I believe in the Holy Spirit, the holy catholic Church, the communion of saints, the forgiveness of sins, the resurrection of the body, and the life everlasting. Amen.

すぐに気づくのは、catholic Church が「普遍の教会」と訳されていることだ。当然と言えば当然だが、プロテスタントで納得しない人も多いらしく、「公同の」という訳をとる教会・教派もあるようだ。

では、さっそく本文に入ってみよう。


とはいっても、著者は本書を、2012・10・11~2013・11・24に開催された「信仰年」を契機に上梓したと言っているので、この信仰年が何だったか少し思い起こしてみよう(第1講 キリスト者の心構えと生き方ー信仰年によせて)。この行事は当時の教皇ベネディクト16世が発布した自発教令『信仰の門』の呼びかけに基づいていた。同時に、2012年10月11日は、①第二バチカン公会議開催50周年で、かつ、②『カトリック教会のカテキズム』発布のの20周年、だったからだという(注2)。
 最初の信仰年はパウロ6世によって1967~68に開催されたという。第二バチカン公会議直後であり、しかも米ソ冷戦のさなかであり、混乱の中で終わってしまったようだ。ですから今回の信仰年の意義はとりわけ大きいというのが著者の考えのようだ。

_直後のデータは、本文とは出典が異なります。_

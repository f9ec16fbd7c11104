use tracing::instrument;

use crate::error::{Error, InvalidInputError};
use crate::gateway::ApiRequest;
use crate::models::{CalendarMonth, UpcomingEvents};

use super::resource::{Events, Resource, Resources};

impl Resources<'_, Events> {
    /// `GET /api/events/calendar/{year}/{month}`
    ///
    /// # Errors
    ///
    /// `month` outside `1..=12` is rejected before any request is made.
    #[instrument(skip(self))]
    pub async fn calendar(&self, year: i32, month: u32) -> Result<CalendarMonth, Error> {
        if !(1..=12).contains(&month) {
            return Err(InvalidInputError::Other {
                message: format!("month must be between 1 and 12, got {}", month),
            }
            .into());
        }
        let path = format!("{}/calendar/{}/{}", Events::PATH, year, month);
        self.gateway.json(ApiRequest::get(path)).await
    }

    /// `GET /api/events/upcoming/week`
    #[instrument(skip(self))]
    pub async fn upcoming_week(&self) -> Result<UpcomingEvents, Error> {
        let path = format!("{}/upcoming/week", Events::PATH);
        self.gateway.json(ApiRequest::get(path)).await
    }
}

 では「信仰」とはなにか。著者は、名誉教皇ベネディクト16世にならって信仰とは「神への信頼感」のことだ、と言う。著者はベネディクト16世を神学者としてもいたく尊敬しているらしく、本書もラッチンガー神学をみているようである。この「信仰とは神への信頼感のこと」という主張は本書に一貫して流れており、著者の深い思いのようだ。「人間は自力では信仰を獲得できません。むしろ、神からの恵みによって信仰が芽生えます」。信仰とは、「たいせつな相手といっしょに生きてゆくときの連帯感」だという(25頁)。
 こういう前提の上に著者は第一部で本書の方法論を展開していく。しかしここではこの方法論を飛ばして、第二部の、使徒信条各節の解釈そのものにすぐに入ってみたい。神父様の神学講座も同じように進むことを期待したい。方法論はあとから書かれたようだ。

注1
 教義神学とは「教義の形成の歴史的経緯を批判的に追いながら、そこに教会の生きた信仰の伝統による正統な聖書の解釈を確認し、それを現代社会の文脈の中でふさわしく提示すること」と定義されている(岩波キリスト教事典 執筆者は百瀬文晃師)。阿部師は、具体的には、神学部のカリキュラムとしては、教義神学は以下のものを含んでいると言っている。①秘跡論(エキュメニズムを含む) ②教会論(マリア論を含む) ③三位一体論(教父学・キリスト論を含む) ④終末論(神学的人間論を含む)。実践神学には、①典礼 ②倫理 ③教会法 ④霊性 ⑤宣教 があり、これら以外に、諸宗教神学・歴史神学・聖書学・哲学 があるという。司祭になるための哲学2年・神学4年の勉強は大変そうだ。

注2
この時の信仰年はベネディクト16世により制定されたものをさしている。信仰年開催の告示は、教皇の自発教令『信仰の門』においてなされた。その冒頭で、ベネディクト16世は次のように述べているという。

「信仰の門は常に私たちに開かれています。それは私たちを神との交わりの生活へ と 促し、神の教会へと導き入れてくれます。神のことばが宣べ伝えられ、私たちを 作り変える恵みによって心が形づくられるとき、私たちはこの門を通ることができま す。この門に入ることは、生涯にわたって続く旅に出発することです。この旅は洗礼 によって始まります。・・・そして旅は、死から永遠のいのちに過ぎ越すことによっ て終わります」。